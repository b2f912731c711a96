//! PostgreSQL implementation of the short URL repository.

use async_trait::async_trait;
use chrono::{DateTime, Utc};
use serde_json::json;
use sqlx::PgPool;
use std::sync::Arc;

use crate::domain::entities::{NewShortUrl, RedirectMode, Safety, ShortUrl, Verdict};
use crate::domain::repositories::{InsertOutcome, ShortUrlRepository};
use crate::error::AppError;

const COLUMNS: &str = "hash, target, mode, safety, sponsor, ip, created_at, verified_at";

#[derive(Debug, sqlx::FromRow)]
struct ShortUrlRow {
    hash: String,
    target: String,
    mode: i16,
    safety: String,
    sponsor: Option<String>,
    ip: Option<String>,
    created_at: DateTime<Utc>,
    verified_at: Option<DateTime<Utc>>,
}

impl TryFrom<ShortUrlRow> for ShortUrl {
    type Error = AppError;

    fn try_from(row: ShortUrlRow) -> Result<Self, Self::Error> {
        let safety = row.safety.parse::<Safety>().map_err(|e| {
            AppError::internal(
                "Corrupt safety value in store",
                json!({ "hash": row.hash, "reason": e.to_string() }),
            )
        })?;

        Ok(ShortUrl {
            hash: row.hash,
            target: row.target,
            mode: RedirectMode::from_status_code(row.mode as u16),
            safety,
            sponsor: row.sponsor,
            ip: row.ip,
            created_at: row.created_at,
            verified_at: row.verified_at,
        })
    }
}

/// PostgreSQL repository for short URL records.
///
/// Every mutation is a single statement, so concurrent workers writing the
/// same hash serialize on the row lock.
pub struct PgShortUrlRepository {
    pool: Arc<PgPool>,
}

impl PgShortUrlRepository {
    /// Creates a new repository with a database connection pool.
    pub fn new(pool: Arc<PgPool>) -> Self {
        Self { pool }
    }
}

#[async_trait]
impl ShortUrlRepository for PgShortUrlRepository {
    async fn insert_if_absent(&self, new: NewShortUrl) -> Result<InsertOutcome, AppError> {
        let inserted = sqlx::query_as::<_, ShortUrlRow>(&format!(
            r#"
            INSERT INTO short_urls (hash, target, mode, sponsor, ip)
            VALUES ($1, $2, $3, $4, $5)
            ON CONFLICT (hash) DO NOTHING
            RETURNING {COLUMNS}
            "#
        ))
        .bind(&new.hash)
        .bind(&new.target)
        .bind(new.mode.status_code() as i16)
        .bind(&new.sponsor)
        .bind(&new.ip)
        .fetch_optional(self.pool.as_ref())
        .await?;

        if let Some(row) = inserted {
            return Ok(InsertOutcome {
                record: row.try_into()?,
                created: true,
            });
        }

        let existing = self.find_by_hash(&new.hash).await?.ok_or_else(|| {
            AppError::internal(
                "Record vanished after insert conflict",
                json!({ "hash": new.hash }),
            )
        })?;

        Ok(InsertOutcome {
            record: existing,
            created: false,
        })
    }

    async fn find_by_hash(&self, hash: &str) -> Result<Option<ShortUrl>, AppError> {
        let row = sqlx::query_as::<_, ShortUrlRow>(&format!(
            "SELECT {COLUMNS} FROM short_urls WHERE hash = $1"
        ))
        .bind(hash)
        .fetch_optional(self.pool.as_ref())
        .await?;

        row.map(ShortUrl::try_from).transpose()
    }

    async fn update_safety(&self, hash: &str, verdict: Verdict) -> Result<bool, AppError> {
        let result = sqlx::query(
            r#"
            UPDATE short_urls
            SET safety = $2, verified_at = NOW()
            WHERE hash = $1
            "#,
        )
        .bind(hash)
        .bind(verdict.as_str())
        .execute(self.pool.as_ref())
        .await?;

        Ok(result.rows_affected() > 0)
    }

    async fn list_pending(&self, limit: i64) -> Result<Vec<ShortUrl>, AppError> {
        let rows = sqlx::query_as::<_, ShortUrlRow>(&format!(
            r#"
            SELECT {COLUMNS} FROM short_urls
            WHERE safety = 'unknown'
            ORDER BY created_at ASC
            LIMIT $1
            "#
        ))
        .bind(limit)
        .fetch_all(self.pool.as_ref())
        .await?;

        rows.into_iter().map(ShortUrl::try_from).collect()
    }

    async fn count_by_safety(&self, safety: Safety) -> Result<i64, AppError> {
        let count: i64 = sqlx::query_scalar("SELECT COUNT(*) FROM short_urls WHERE safety = $1")
            .bind(safety.as_str())
            .fetch_one(self.pool.as_ref())
            .await?;

        Ok(count)
    }

    async fn health_check(&self) -> bool {
        sqlx::query("SELECT 1")
            .execute(self.pool.as_ref())
            .await
            .is_ok()
    }
}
──────────────────────────────
Go through the records above and set each one down exactly, please.

repository b2f912731c711a96
//! PostgreSQL implementation of the short URL repository.

use async_trait::async_trait;
use chrono::{DateTime, Utc};
use serde_json::json;
use sqlx::PgPool;
use std::sync::Arc;

use crate::domain::entities::{NewShortUrl, RedirectMode, Safety, ShortUrl, Verdict};
use crate::domain::repositories::{InsertOutcome, ShortUrlRepository};
use crate::error::AppError;

const COLUMNS: &str = "hash, target, mode, safety, sponsor, ip, created_at, verified_at";

#[derive(Debug, sqlx::FromRow)]
struct ShortUrlRow {
    hash: String,
    target: String,
    mode: i16,
    safety: String,
    sponsor: Option<String>,
    ip: Option<String>,
    created_at: DateTime<Utc>,
    verified_at: Option<DateTime<Utc>>,
}

impl TryFrom<ShortUrlRow> for ShortUrl {
    type Error = AppError;

    fn try_from(row: ShortUrlRow) -> Result<Self, Self::Error> {
        let safety = row.safety.parse::<Safety>().map_err(|e| {
            AppError::internal(
                "Corrupt safety value in store",
                json!({ "hash": row.hash, "reason": e.to_string() }),
            )
        })?;

        Ok(ShortUrl {
            hash: row.hash,
            target: row.target,
            mode: RedirectMode::from_status_code(row.mode as u16),
            safety,
            sponsor: row.sponsor,
            ip: row.ip,
            created_at: row.created_at,
            verified_at: row.verified_at,
        })
    }
}

/// PostgreSQL repository for short URL records.
///
/// Every mutation is a single statement, so concurrent workers writing the
/// same hash serialize on the row lock.
pub struct PgShortUrlRepository {
    pool: Arc<PgPool>,
}

impl PgShortUrlRepository {
    /// Creates a new repository with a database connection pool.
    pub fn new(pool: Arc<PgPool>) -> Self {
        Self { pool }
    }
}

#[async_trait]
impl ShortUrlRepository for PgShortUrlRepository {
    async fn insert_if_absent(&self, new: NewShortUrl) -> Result<InsertOutcome, AppError> {
        let inserted = sqlx::query_as::<_, ShortUrlRow>(&format!(
            r#"
            INSERT INTO short_urls (hash, target, mode, sponsor, ip)
            VALUES ($1, $2, $3, $4, $5)
            ON CONFLICT (hash) DO NOTHING
            RETURNING {COLUMNS}
            "#
        ))
        .bind(&new.hash)
        .bind(&new.target)
        .bind(new.mode.status_code() as i16)
        .bind(&new.sponsor)
        .bind(&new.ip)
        .fetch_optional(self.pool.as_ref())
        .await?;

        if let Some(row) = inserted {
            return Ok(InsertOutcome {
                record: row.try_into()?,
                created: true,
            });
        }

        let existing = self.find_by_hash(&new.hash).await?.ok_or_else(|| {
            AppError::internal(
                "Record vanished after insert conflict",
                json!({ "hash": new.hash }),
            )
        })?;

        Ok(InsertOutcome {
            record: existing,
            created: false,
        })
    }

    async fn find_by_hash(&self, hash: &str) -> Result<Option<ShortUrl>, AppError> {
        let row = sqlx::query_as::<_, ShortUrlRow>(&format!(
            "SELECT {COLUMNS} FROM short_urls WHERE hash = $1"
        ))
        .bind(hash)
        .fetch_optional(self.pool.as_ref())
        .await?;

        row.map(ShortUrl::try_from).transpose()
    }

    async fn update_safety(&self, hash: &str, verdict: Verdict) -> Result<bool, AppError> {
        let result = sqlx::query(
            r#"
            UPDATE short_urls
            SET safety = $2, verified_at = NOW()
            WHERE hash = $1
            "#,
        )
        .bind(hash)
        .bind(verdict.as_str())
        .execute(self.pool.as_ref())
        .await?;

        Ok(result.rows_affected() > 0)
    }

    async fn list_pending(&self, limit: i64) -> Result<Vec<ShortUrl>, AppError> {
        let rows = sqlx::query_as::<_, ShortUrlRow>(&format!(
            r#"
            SELECT {COLUMNS} FROM short_urls
            WHERE safety = 'unknown'
            ORDER BY created_at ASC
            LIMIT $1
            "#
        ))
        .bind(limit)
        .fetch_all(self.pool.as_ref())
        .await?;

        rows.into_iter().map(ShortUrl::try_from).collect()
    }

    async fn count_by_safety(&self, safety: Safety) -> Result<i64, AppError> {
        let count: i64 = sqlx::query_scalar("SELECT COUNT(*) FROM short_urls WHERE safety = $1")
            .bind(safety.as_str())
            .fetch_one(self.pool.as_ref())
            .await?;

        Ok(count)
    }

    async fn health_check(&self) -> bool {
        sqlx::query("SELECT 1")
            .execute(self.pool.as_ref())
            .await
            .is_ok()
    }
}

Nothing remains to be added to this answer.